The City of New York has failed to raise a question of fact as to whether the actions of the bus driver contributed to the accident. The City provides a picture that indicates that the accident may have occurred on the line separating the driving lane from the bicycle lane. A marking on a map indicating the approximate location of impact does not establish that it happened in that exact location. Furthermore, none of the four eyewitnesses indicate that Ortiz had been irresponsibly driving out of his lane at the time of the accident. Even if the court were to accept that the point of impact occurred on the line, there is no evidence indicating that it had contributed to the accident. VTL § 1214 does not provide exception for bicycle lanes. A person exciting a vehicle in a bicycle lane must make sure there is no traffic. Villa v. Leandrou, Slip Copy, 31 Misc.3d 1237(A), 2011 WL 2200310 (Table) (N.Y.Sup.), 2011 N.Y. Slip Op. 51021(U). Even if Officer Gonis were exiting into the line separating the bicycle lane from the driving lane, he would still be in violation of VTL § 1214.
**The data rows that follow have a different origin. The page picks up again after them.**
pub type TransformResult<T> = Result<T, TransformError>;

/// Failures surfaced by the angular transform and symmetrization engines.
///
/// Configuration problems (`InvalidGridSize`, `ShapeMismatch`,
/// `LayoutMismatch`, `SymmetryModeMismatch`) are detected eagerly, before any
/// accumulation starts. `NonFiniteGeometry` is a numerical-integrity failure
/// raised by the finiteness scan so the surrounding solver can tell bad
/// geometry apart from bad configuration.
#[derive(Debug, Clone, PartialEq, thiserror::Error)]
pub enum TransformError {
    #[error(
        "grid cannot resolve the requested mode set ({reason}): m_pol={m_pol}, n_tor={n_tor}, n_theta_reduced={n_theta_reduced}, n_zeta={n_zeta}, n_field_periods={n_field_periods}"
    )]
    InvalidGridSize {
        m_pol: usize,
        n_tor: usize,
        n_theta_reduced: usize,
        n_zeta: usize,
        n_field_periods: usize,
        reason: &'static str,
    },
    #[error(
        "asymmetric sector shape (m_pol={asym_m_pol}, n_tor={asym_n_tor}) does not match symmetric sector (m_pol={sym_m_pol}, n_tor={sym_n_tor})"
    )]
    ShapeMismatch {
        sym_m_pol: usize,
        sym_n_tor: usize,
        asym_m_pol: usize,
        asym_n_tor: usize,
    },
    #[error("field '{field}' has {actual} samples but the grid expects {expected}")]
    LayoutMismatch {
        field: &'static str,
        expected: usize,
        actual: usize,
    },
    #[error("coefficient set is {coefficients} but the grid is {grid}")]
    SymmetryModeMismatch {
        grid: &'static str,
        coefficients: &'static str,
    },
    #[error("non-finite value {value} in '{field}' at flat index {index}")]
    NonFiniteGeometry {
        field: &'static str,
        index: usize,
        value: f64,
    },
}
Also, assuming the point of impact was exactly on the white line, this would indicate that the police officer stopped his vehicle almost entirely within the bicycle lane. Though VTL § 1104 permits emergency vehicles performing emergency operations to violate the normal rules of the road, issuing a warning to a man urinating illegally cannot be defined as an emergency operation pursuant to VTL § 114-b.
Summary judgment is granted to Atlantic Paratrans and Mario Ortiz and summary judgment is partially granted to the City because Alma Laskaridis' injuries have failed to meet the serious injury threshold.
This constitutes the decision and order of the Court.